I'm just tired of everything not being what it is supposed to be. Charity programs that don't help, voting machines that don't tabulate votes, reality shows that are fake, entertainment that isn't any fun, lockdowns that don't stop the spread of disease, governors who don't govern, district attorneys who turn criminals loose, churches that don't teach faith in God, an ACLU that doesn't support free speech anymore, sports leagues that produce crap sports, news media that don't report news. It's all image, no substance, or worse, substance contrary to the image.
I'll send Toys for Tots a buck and forgo the 40 bags of snacks I would have to buy to make the same donation. Frito Lay will have to muddle through.
I recall several times in high school people went on crusades to collect cigarette packs, because, supposedly, hospitals would accept them in exchange for medical equipment or services. Everyone got caught up in it, it was early form of virtue signaling.

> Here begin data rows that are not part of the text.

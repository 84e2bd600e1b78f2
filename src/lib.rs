//! Lingo Cards - Flashcard vocabulary trainer with spoken pronunciation
//!
//! This library provides the core functionality for the `lingo` binary:
//! - Voice pipeline (remote TTS, payload decoding, playback)
//! - Lesson catalog and learned-word progress
//! - Review quizzes over learned words
//!
//! # Architecture
//!
//! ```text
//! ┌─────────────────────────────────────────────────────┐
//! │                   Study flows                        │
//! │    Lessons  │  Vocabulary  │  Review quiz            │
//! └────────────────────┬────────────────────────────────┘
//!                      │
//! ┌────────────────────▼────────────────────────────────┐
//! │   Catalog  │  Progress (SQLite)  │  Quiz  │  Speaker │
//! └────────────────────┬────────────────────────────────┘
//!                      │
//! ┌────────────────────▼────────────────────────────────┐
//! │     Gemini TTS  →  base64  →  PCM  →  Playback       │
//! └─────────────────────────────────────────────────────┘
//! ```

pub mod catalog;
pub mod config;
pub mod db;
pub mod error;
pub mod progress;
pub mod quiz;
pub mod study;
pub mod voice;

pub use catalog::{Catalog, Lesson, Level, VocabularyItem};
pub use config::Config;
pub use db::{BlobStore, DbConn, DbPool, MemoryBlobStore, SqliteBlobStore};
pub use error::{Error, Result};
pub use progress::{LearnedWord, LearnedWordStore};
pub use quiz::{QuizQuestion, QuizSession, QuizState, build_quiz};
pub use voice::{RenderOutcome, SpeakOutcome, Speaker};
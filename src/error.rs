//! Error types for Lingo Cards

use thiserror::Error;

/// Result type alias for Lingo operations
pub type Result<T> = std::result::Result<T, Error>;

/// Errors that can occur in Lingo Cards
#[derive(Debug, Error)]
pub enum Error {
    /// Configuration error
    #[error("configuration error: {0}")]
    Config(String),

    /// Audio device or rendering error
    #[error("audio error: {0}")]
    Audio(String),

    /// Transport-encoded audio payload could not be decoded
    #[error("malformed payload: {0}")]
    MalformedPayload(String),

    /// PCM decoder was given a nonsensical layout
    #[error("invalid audio parameters: sample rate {sample_rate}, channels {channels}")]
    InvalidAudioParameters {
        /// Requested sample rate
        sample_rate: i64,
        /// Requested channel count
        channels: i64,
    },

    /// Speech synthesis service failure
    #[error("synthesis error: {0}")]
    Synthesis(String),

    /// Content catalog error
    #[error("catalog error: {0}")]
    Catalog(String),

    /// IO error
    #[error("io error: {0}")]
    Io(#[from] std::io::Error),

    /// HTTP error
    #[error("http error: {0}")]
    Http(#[from] reqwest::Error),

    /// Serialization error
    #[error("serialization error: {0}")]
    Serialization(#[from] serde_json::Error),

    /// TOML parsing error
    #[error("toml error: {0}")]
    Toml(#[from] toml::de::Error),

    /// Database error
    #[error("database error: {0}")]
    Database(String),

    /// `SQLite` error
    #[error("sqlite error: {0}")]
    Sqlite(#[from] rusqlite::Error),
}
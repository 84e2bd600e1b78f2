//! Text-to-speech (TTS) synthesis via the Gemini `generateContent` API

use std::time::Duration;

use async_trait::async_trait;
use secrecy::{ExposeSecret, SecretString};
use serde::{Deserialize, Serialize};

use crate::config::TtsConfig;
use crate::{Error, Result};

/// Rate assumed when the service does not report one
pub const DEFAULT_PAYLOAD_SAMPLE_RATE: u32 = 24000;

/// Voice used for any language without a dedicated entry
pub const DEFAULT_VOICE: &str = "Zephyr";

/// Resolve the prebuilt voice for a language code
///
/// Unknown codes fall back to the English voice.
#[must_use]
pub fn resolve_voice(language_code: &str) -> &'static str {
    match language_code {
        "de" => "Fenrir",
        "fr" => "Charon",
        "es" => "Kore",
        _ => DEFAULT_VOICE,
    }
}

/// A single synthesis request
#[derive(Debug, Clone, PartialEq, Eq)]
pub struct AudioRequest {
    /// Text to speak
    pub text: String,
    /// Target language code (e.g. "en")
    pub language: String,
    /// Prebuilt voice identifier
    pub voice: String,
}

impl AudioRequest {
    /// Build a request, resolving the voice from the language
    #[must_use]
    pub fn new(text: impl Into<String>, language: impl Into<String>) -> Self {
        let language = language.into();
        let voice = resolve_voice(&language).to_string();
        Self {
            text: text.into(),
            language,
            voice,
        }
    }

    /// Instruction sent to the model
    #[must_use]
    pub fn instruction(&self) -> String {
        format!("Speak clearly in {}: {}", self.language, self.text)
    }
}

/// Base64 audio returned by the service
#[derive(Debug, Clone, PartialEq, Eq)]
pub struct EncodedAudioPayload {
    /// Transport-encoded PCM bytes
    pub data: String,
    /// MIME type, e.g. `audio/L16;codec=pcm;rate=24000`
    pub mime_type: Option<String>,
}

impl EncodedAudioPayload {
    /// Sample rate declared in the MIME type, or the service default
    #[must_use]
    pub fn sample_rate(&self) -> u32 {
        self.mime_type
            .as_deref()
            .and_then(|mime| {
                mime.split(';')
                    .filter_map(|param| param.trim().strip_prefix("rate="))
                    .find_map(|rate| rate.parse().ok())
            })
            .filter(|rate| *rate > 0)
            .unwrap_or(DEFAULT_PAYLOAD_SAMPLE_RATE)
    }
}

/// Result of a successful call to the service
#[derive(Debug, Clone, PartialEq, Eq)]
pub enum SynthesisOutcome {
    /// Audio was produced
    Audio(EncodedAudioPayload),
    /// The service answered without audio
    Empty,
}

/// Speech synthesis backend
#[async_trait]
pub trait SpeechSynthesizer: Send + Sync {
    /// Synthesize speech for a request
    ///
    /// # Errors
    ///
    /// Returns `Error::Synthesis` on network, protocol or service failure
    async fn synthesize(&self, request: &AudioRequest) -> Result<SynthesisOutcome>;

    /// Provider name for logging
    fn name(&self) -> &'static str;
}

/// Gemini TTS client
pub struct GeminiTts {
    client: reqwest::Client,
    api_key: SecretString,
    base_url: String,
    model: String,
}

impl GeminiTts {
    /// Create a new client from TTS configuration
    ///
    /// # Errors
    ///
    /// Returns error if the API key is missing or the HTTP client cannot be built
    pub fn new(api_key: Option<SecretString>, config: &TtsConfig) -> Result<Self> {
        let api_key = api_key
            .filter(|k| !k.expose_secret().is_empty())
            .ok_or_else(|| Error::Config("Gemini API key required for TTS".to_string()))?;

        let mut builder = reqwest::Client::builder();
        if let Some(secs) = config.timeout_secs {
            builder = builder.timeout(Duration::from_secs(secs));
        }
        let client = builder.build()?;

        Ok(Self {
            client,
            api_key,
            base_url: config.base_url.trim_end_matches('/').to_string(),
            model: config.model.clone(),
        })
    }

    fn endpoint(&self) -> String {
        format!("{}/v1beta/models/{}:generateContent", self.base_url, self.model)
    }

    async fn call(&self, request: &AudioRequest) -> Result<SynthesisOutcome> {
        let body = GenerateContentRequest::for_speech(request);

        let response = self
            .client
            .post(self.endpoint())
            .header("x-goog-api-key", self.api_key.expose_secret())
            .json(&body)
            .send()
            .await?;

        if !response.status().is_success() {
            let status = response.status();
            let body = response.text().await.unwrap_or_default();
            return Err(Error::Synthesis(format!("Gemini TTS error {status}: {body}")));
        }

        let parsed: GenerateContentResponse = response.json().await?;
        Ok(parsed.into_outcome())
    }
}

#[async_trait]
impl SpeechSynthesizer for GeminiTts {
    async fn synthesize(&self, request: &AudioRequest) -> Result<SynthesisOutcome> {
        tracing::debug!(
            language = %request.language,
            voice = %request.voice,
            chars = request.text.len(),
            "requesting speech synthesis"
        );

        match self.call(request).await {
            Ok(outcome) => Ok(outcome),
            Err(e) => {
                tracing::error!(error = %e, model = %self.model, "speech synthesis failed");
                Err(match e {
                    Error::Synthesis(_) => e,
                    other => Error::Synthesis(other.to_string()),
                })
            }
        }
    }

    fn name(&self) -> &'static str {
        "gemini"
    }
}

#[derive(Debug, Serialize)]
#[serde(rename_all = "camelCase")]
struct GenerateContentRequest {
    contents: Vec<Content>,
    generation_config: GenerationConfig,
}

impl GenerateContentRequest {
    fn for_speech(request: &AudioRequest) -> Self {
        Self {
            contents: vec![Content {
                parts: vec![Part {
                    text: Some(request.instruction()),
                    inline_data: None,
                }],
            }],
            generation_config: GenerationConfig {
                response_modalities: vec!["AUDIO".to_string()],
                candidate_count: 1,
                speech_config: SpeechConfig {
                    voice_config: VoiceConfig {
                        prebuilt_voice_config: PrebuiltVoiceConfig {
                            voice_name: request.voice.clone(),
                        },
                    },
                },
            },
        }
    }
}

#[derive(Debug, Serialize, Deserialize)]
struct Content {
    #[serde(default)]
    parts: Vec<Part>,
}

#[derive(Debug, Serialize, Deserialize)]
#[serde(rename_all = "camelCase")]
struct Part {
    #[serde(skip_serializing_if = "Option::is_none")]
    text: Option<String>,
    #[serde(skip_serializing_if = "Option::is_none")]
    inline_data: Option<InlineData>,
}

#[derive(Debug, Serialize, Deserialize)]
#[serde(rename_all = "camelCase")]
struct InlineData {
    #[serde(default)]
    mime_type: Option<String>,
    #[serde(default)]
    data: Option<String>,
}

#[derive(Debug, Serialize)]
#[serde(rename_all = "camelCase")]
struct GenerationConfig {
    response_modalities: Vec<String>,
    candidate_count: u32,
    speech_config: SpeechConfig,
}

#[derive(Debug, Serialize)]
#[serde(rename_all = "camelCase")]
struct SpeechConfig {
    voice_config: VoiceConfig,
}

#[derive(Debug, Serialize)]
#[serde(rename_all = "camelCase")]
struct VoiceConfig {
    prebuilt_voice_config: PrebuiltVoiceConfig,
}

#[derive(Debug, Serialize)]
#[serde(rename_all = "camelCase")]
struct PrebuiltVoiceConfig {
    voice_name: String,
}

#[derive(Debug, Default, Deserialize)]
struct GenerateContentResponse {
    #[serde(default)]
    candidates: Vec<Candidate>,
}

#[derive(Debug, Deserialize)]
struct Candidate {
    #[serde(default)]
    content: Option<Content>,
}

impl GenerateContentResponse {
    /// Take the inline audio of the first part of the first candidate
    fn into_outcome(self) -> SynthesisOutcome {
        let inline = self
            .candidates
            .into_iter()
            .next()
            .and_then(|c| c.content)
            .and_then(|c| c.parts.into_iter().next())
            .and_then(|p| p.inline_data);

        match inline {
            Some(InlineData {
                data: Some(data),
                mime_type,
            }) if !data.is_empty() => SynthesisOutcome::Audio(EncodedAudioPayload { data, mime_type }),
            _ => SynthesisOutcome::Empty,
        }
    }
}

ReplyDeleteOf course that was completely bogus; a U. of Minn. Sociology professor wrote a paper on the phenomenon titled "Redemption Rumors: Mercantile Legends and Corporate Beneficence" (in the "The Journal of American Folklore" April/June 1986 edition).
Per the professor, "One credible report claims that a department store in Syracuse saved more than two million cigarette packs before delivering them to their local hospital … Other reports cite 'tons' or 'truckloads' of packages".
There was a similar drive to collect pull-tabs or pop-tops from cans. Goofy.
I do use the "smile.amazon.com" portal, they report that they have contributed $182.49 to my selected charity since I started using it just 591 (choke) orders ago. That's not bad, considering it didn't cost me a penny to use the "smile" portal versus the "www" version.
p.s. you did slip a decimal point in your calculation, Tostito's only needs to sell 20,000,000 packages to hit the $500,000 ceiling.
Oops! Thanks, PLW. That's still a whale of a lot of chips.
ReplyDeleteThe best part about the Frito-Lay's contribution drive is Anna Kendrick in their current ads.